Three Months Ended December 31,
 
$
435,031
 
$
49,072
 
$
385,959
   
787
%

The substantial increase in net income for the three months ended December 31, 2005 is due primarily to increased revenues, offset by increased income tax expense and the effects of the cumulative effect of accounting change in fiscal 2005, each of which is described above.
 
Liquidity and Capital Resources


Net cash provided by operating activities decreased $1,579,070, or 61 %, to $1,009,298 for the three months ended December 31, 2005, compared to $2,588,368 for the three months ended December 31, 2004. During the first quarter of fiscal 2005, we generated a significant portion of our operating cash flow from the conversion of many of our customers from LEC billing to alternate billing channels that have a shorter collection time. During the first quarter of fiscal 2006, we did not have a significant amount of such conversions. Additionally, during the first quarter of fiscal 2006, we made substantial investments in direct customer acquisition costs as compared to the first quarter of fiscal 2005, where we had no such investments.
 
Our primary source of cash inflows is net remittances from our billing channels, including LEC billings and ACH billings. For LEC billings, we receive collections on accounts receivable through the billing service aggregators under contracts to administer this billing and collection process. The billing service aggregators generally do not remit funds until they are collected. Generally, cash is collected and remitted to us (net of dilution and other fees and expenses) over a 60- to 120-day period subsequent to the billing dates. Additionally, for each monthly billing cycle, the billing aggregators and LECs withhold certain amounts, or “holdback reserves,” to cover potential future dilution and bad debt expense. These holdback reserves lengthen our cash conversion cycle as they are remitted to us over a 12- to 18-month period of time. We classify these holdback reserves as current or long-term receivables on our balance sheet, depending on when they are scheduled to be remitted to us. For ACH billings, we generally receive the net proceeds through our billing service processors within 15 days of submission. Additionally, approximately 51% of our accounts receivable are due from a single aggregator.
 
Our most significant cash outflows include payments for marketing expenses and general operating expenses. Cash outflows for direct response advertising, our primary marketing strategy, typically occur in advance of expense recognition as these costs are capitalized and amortized over 12 months, the average estimated retention period for new customers. General operating cash outflows consist of payroll costs, income taxes, and general and administrative expenses that typically occur within close proximity of expense recognition.
 
There was no net cash used for investing activities for the first three months of fiscal 2006. During the first three months of fiscal 2005, cash used for investing activities was $8,732 which consisted of purchases of equipment.
 
Net cash used for financing activities was $90,026 for the first three months of fiscal 2006 and consisted exclusively of acquisitions of our common stock through our stock repurchase program.
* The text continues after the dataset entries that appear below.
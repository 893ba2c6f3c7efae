use log::{debug, trace};
use std::collections::{BTreeSet, HashMap};

use crate::geometry::Point;
use crate::ids::{EdgeId, IdAllocator, NodeId};
use crate::surface::{ElementId, ElementKind, Surface};
use crate::{GRABBED_CLASS, NODE_CLASS, NODE_GROUP_CLASS, NODE_LABEL_OFFSET, Result};

/// Read access to node positions by id.
pub trait NodePositions {
    fn position_of(&self, id: &NodeId) -> Option<Point>;
}

impl NodePositions for HashMap<NodeId, Node> {
    fn position_of(&self, id: &NodeId) -> Option<Point> {
        self.get(id).map(Node::position)
    }
}

#[derive(Debug, Clone, Copy)]
struct NodeVisual {
    group: ElementId,
    circle: ElementId,
    label: ElementId,
}

/// A draggable, labelled point.
#[derive(Debug, Clone)]
pub struct Node {
    id: NodeId,
    label: String,
    position: Point,
    grabbed: bool,
    edges: BTreeSet<EdgeId>,
    visual: NodeVisual,
}

impl Node {
    /// Creates a node at `(x, y)`. An empty or missing `name` falls back to
    /// the allocator's sequence number.
    pub fn create<S: Surface>(
        surface: &mut S,
        ids: &mut IdAllocator,
        x: f32,
        y: f32,
        name: Option<&str>,
    ) -> Result<Self> {
        let identity = ids.allocate_node(name)?;
        let position = Point::new(x, y);

        let group = surface.create_group(NODE_GROUP_CLASS);
        let circle = surface.create_element(group, ElementKind::Circle);
        surface.add_class(circle, NODE_CLASS);
        surface.set_attribute(circle, "id", identity.id.as_str());

        let label = surface.create_element(group, ElementKind::Text);
        surface.set_attribute(label, "alignment-baseline", "after-edge");
        surface.set_attribute(label, "for-node", &identity.label);
        surface.set_text(label, &identity.label);

        let node = Self {
            id: identity.id,
            label: identity.label,
            position,
            grabbed: false,
            edges: BTreeSet::new(),
            visual: NodeVisual {
                group,
                circle,
                label,
            },
        };
        node.draw(surface);

        debug!("created node '{}' at ({x}, {y})", node.id);
        Ok(node)
    }

    pub fn id(&self) -> &NodeId {
        &self.id
    }

    pub fn label(&self) -> &str {
        &self.label
    }

    pub fn position(&self) -> Point {
        self.position
    }

    /// Where the name label is drawn.
    pub fn label_position(&self) -> Point {
        Point::new(self.position.x, self.position.y - NODE_LABEL_OFFSET)
    }

    pub fn is_grabbed(&self) -> bool {
        self.grabbed
    }

    pub fn incident_edges(&self) -> impl Iterator<Item = &EdgeId> + '_ {
        self.edges.iter()
    }

    pub fn group_element(&self) -> ElementId {
        self.visual.group
    }

    pub fn circle_element(&self) -> ElementId {
        self.visual.circle
    }

    pub fn label_element(&self) -> ElementId {
        self.visual.label
    }

    pub fn begin_drag<S: Surface>(&mut self, surface: &mut S) {
        self.grabbed = true;
        surface.add_class(self.visual.circle, GRABBED_CLASS);
    }

    pub fn move_to<S: Surface>(&mut self, surface: &mut S, x: f32, y: f32) {
        self.position = Point::new(x, y);
        self.draw(surface);
        trace!("node '{}' moved to ({x}, {y})", self.id);
    }

    pub fn end_drag<S: Surface>(&mut self, surface: &mut S) {
        self.grabbed = false;
        surface.remove_class(self.visual.circle, GRABBED_CLASS);
    }

    pub(crate) fn attach_edge(&mut self, edge: EdgeId) {
        self.edges.insert(edge);
    }

    pub(crate) fn detach_edge(&mut self, edge: &EdgeId) {
        self.edges.remove(edge);
    }

    pub fn undraw<S: Surface>(self, surface: &mut S, ids: &mut IdAllocator) {
        surface.remove(self.visual.group);
        ids.release_node(&self.id);
        debug!("removed node '{}'", self.id);
    }

    fn draw<S: Surface>(&self, surface: &mut S) {
        let label = self.label_position();
        surface.set_attribute(self.visual.circle, "cx", &self.position.x.to_string());
        surface.set_attribute(self.visual.circle, "cy", &self.position.y.to_string());
        surface.set_attribute(self.visual.label, "x", &label.x.to_string());
        surface.set_attribute(self.visual.label, "y", &label.y.to_string());
    }
}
We had working capital of $ 13,809,239 as of December 31, 2005, compared to $13,374,172 as of September 30, 2005. Our cash position increased during the past three months to over $9,000,000 at December 31, 2005 from approximately $8,100,000 at the end of fiscal 2005.
 
We maintain a $1,000,000 credit facility with Merrill Lynch Business Financial Services Inc., The applicable interest rate on borrowings, if any, will be a variable rate of the one-month LIBOR rate (as published in the Wall Street Journal), plus 3%. The facility requires an annual line fee of 1% of the committed amount. Outstanding advances are secured by all of our existing and acquired tangible and intangible assets located in the United States. There was no balance outstanding at December 31, 2005. The line has been renewed for an additional one-year period, extending the maturity date to April 30, 2006.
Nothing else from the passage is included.